Global investors seem supportive of the new government in the hope that it will set right some of the UPA’s mistakes — the policy flip flops and paralysis that were blamed for the economic slowdown. It will be ironic then if the Narendra Modi government rolls back the FDI in multibrand retail policy as commerce and industry minister Nirmala Sitharaman indicated might happen. Political tussling has prevented any large-scale FDI in multibrand retail since the introduction of the policy. However, there are a few multinational players, such as Tesco, that have started the process to establish their presence in India.
Tesco, for instance, has already got the green light from the Foreign Investment Promotion Board and the Competition Commission of India for its joint venture with Trent.
But unilateral action by the Central government to abolish FDI in multibrand retail may face a strong legal challenge. There is no denying that the government has the power to amend, repeal or rescind an extant policy. Similarly, it is also within the jurisdiction of the RBI to amend the relevant regulations issued under the Foreign Exchange Management Act to prevent FDI in multibrand retail. However, this may violate bilateral investment treaties (BITs), under which an investor could challenge the change in policy to protect its investments.

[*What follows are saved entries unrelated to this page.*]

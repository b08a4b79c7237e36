//! Semver parsing helpers shared by the registry lookup and project prompts

use crate::error::{Error, Result};
use semver::Version;

/// Parse version string, accepting a leading `v` and surrounding whitespace
pub fn parse_version(version_str: &str) -> Result<Version> {
    let trimmed = version_str.trim();
    let cleaned = trimmed
        .strip_prefix('v')
        .or_else(|| trimmed.strip_prefix('='))
        .unwrap_or(trimmed);
    Version::parse(cleaned)
        .map_err(|e| Error::Validation(format!("invalid version '{}': {}", version_str, e)))
}

/// Canonical form of a version string, `None` if it is not semver
pub fn normalize_version(version_str: &str) -> Option<String> {
    parse_version(version_str).ok().map(|v| v.to_string())
}

/// True when `candidate` is strictly newer than `current`; unparsable input compares as not newer
pub fn is_newer(candidate: &str, current: &str) -> bool {
    match (parse_version(candidate), parse_version(current)) {
        (Ok(candidate), Ok(current)) => candidate > current,
        _ => false,
    }
}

India is a signatory to BITs with over 80 nations, of which 72 treaties are operational. BITs grant protection to investments made by investors of one contracting state in the other .“Investments” are usually defined to include tangible and intangible property, shares and other similar interests in a company and rightful claims to money or performance under contract having financial value. Among other protections, such foreign investments have to be accorded national treatment and fair and equitable treatment (FET), and protected against direct or indirect expropriation. BITs also lay down the dispute resolution mechanism — international investment arbitration.

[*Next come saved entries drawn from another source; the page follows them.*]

//! Run configuration
//!
//! [`CliConfig`] is assembled once at startup from the product defaults, the
//! environment snapshot and the global flags, then passed by reference to every
//! component. Nothing here mutates the process environment.

pub mod env;

use crate::error::{Error, Result};
use crate::logging::LogLevel;
use crate::product::ProductConfig;
use crate::templates::TemplateSource;
use std::path::{Path, PathBuf};
use url::Url;

pub use env::Env;

pub const LOG_LEVEL_ENV: &str = "LOG_LEVEL";
pub const TARGET_PATH_ENV: &str = "CLI_TARGET_PATH";
/// Published to plugin processes; never read back by this CLI
pub const HOME_PATH_ENV: &str = "CLI_HOME_PATH";

/// Cache directory for plugin command packages, under the CLI home
const DEPENDENCIES_DIR: &str = "dependencies";
/// Cache directory for template packages, under the CLI home
const TEMPLATE_DIR: &str = "template";
const NODE_MODULES: &str = "node_modules";

/// Global flags parsed from the command line
#[derive(Debug, Clone, Default)]
pub struct GlobalFlags {
    pub debug: bool,
    pub target_path: Option<PathBuf>,
}

#[derive(Debug, Clone)]
pub struct CliConfig {
    pub home: PathBuf,
    pub cli_home: PathBuf,
    /// Local package used in place of the cached plugin package
    pub target_path: Option<PathBuf>,
    pub log_level: LogLevel,
    pub registry: Url,
    pub template_source: TemplateSource,
    pub user_agent: String,
    pub command_allow_list: Vec<String>,
    pub run_template_commands: bool,
}

impl CliConfig {
    /// Build the configuration for the current user
    pub fn load<C: ProductConfig>(product: &C, flags: &GlobalFlags) -> Result<Self> {
        let home = dirs::home_dir()
            .ok_or_else(|| Error::Config("could not determine the user home directory".into()))?;
        let env = Env::capture(&home);
        Self::resolve(product, &home, &env, flags)
    }

    /// Log level for reporting a failure that happened before a config existed
    ///
    /// Reads the same sources as [`CliConfig::load`]; an unknown `LOG_LEVEL`
    /// or a missing home directory falls back instead of failing.
    pub fn fallback_log_level(debug: bool) -> LogLevel {
        let env = match dirs::home_dir() {
            Some(home) => Env::capture(&home),
            None => Env::from_pairs(std::env::vars()),
        };
        lenient_log_level(&env, debug)
    }

    /// Build the configuration from explicit inputs
    pub fn resolve<C: ProductConfig>(
        product: &C,
        home: &Path,
        env: &Env,
        flags: &GlobalFlags,
    ) -> Result<Self> {
        if !home.is_dir() {
            return Err(Error::Config(format!(
                "user home directory does not exist: {}",
                home.display()
            )));
        }

        let cli_home = home.join(
            env.get(product.home_env())
                .unwrap_or_else(|| product.default_cli_home()),
        );

        let log_level = if flags.debug {
            LogLevel::Verbose
        } else {
            match env.get(LOG_LEVEL_ENV) {
                Some(raw) => raw.parse().map_err(Error::Config)?,
                None => LogLevel::default(),
            }
        };

        // An empty --target-path counts as unset, same as an empty variable
        let target_path = flags
            .target_path
            .clone()
            .filter(|p| !p.as_os_str().is_empty())
            .or_else(|| env.get(TARGET_PATH_ENV).map(PathBuf::from));

        let registry_raw = env
            .get(product.registry_env())
            .unwrap_or_else(|| product.default_registry());
        let registry = Url::parse(registry_raw)
            .map_err(|e| Error::Config(format!("invalid registry URL '{}': {}", registry_raw, e)))?;

        let template_source = TemplateSource::from_value(
            env.get(product.template_url_env())
                .unwrap_or_else(|| product.default_template_url()),
        )?;

        Ok(Self {
            home: home.to_path_buf(),
            cli_home,
            target_path,
            log_level,
            registry,
            template_source,
            user_agent: product.user_agent().to_string(),
            command_allow_list: product
                .command_allow_list()
                .iter()
                .map(|s| s.to_string())
                .collect(),
            run_template_commands: product.run_template_commands(),
        })
    }

    /// Install root for plugin command packages
    pub fn dependencies_dir(&self) -> PathBuf {
        self.cli_home.join(DEPENDENCIES_DIR)
    }

    pub fn dependencies_store(&self) -> PathBuf {
        self.dependencies_dir().join(NODE_MODULES)
    }

    /// Install root for template packages
    pub fn template_dir(&self) -> PathBuf {
        self.cli_home.join(TEMPLATE_DIR)
    }

    pub fn template_store(&self) -> PathBuf {
        self.template_dir().join(NODE_MODULES)
    }
}

fn lenient_log_level(env: &Env, debug: bool) -> LogLevel {
    if debug {
        return LogLevel::Verbose;
    }
    env.get(LOG_LEVEL_ENV)
        .and_then(|raw| raw.parse().ok())
        .unwrap_or_default()
}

National treatment has two components. Under the India-UK BIT, for example, India has to accord no less favourable treatment to an investor from the UK than to an Indian investor, and vice versa. Similarly, an investor from a third state cannot be granted more favourable treatment than an investor from the UK. A change in the FDI policy that results in an investor being forced to divest its investments may imply a violation of the national treatment provision because organised Indian retail chains will be allowed to continue operations.
FET is the second potential ground for challenging a change in the FDI policy. Several tests have been applied to determine the scope of FET. One of the approaches used by various international investment tribunals is to apply the test of “legitimate expectations”. In Tecnicas Medioambientales Tecmed SA vs.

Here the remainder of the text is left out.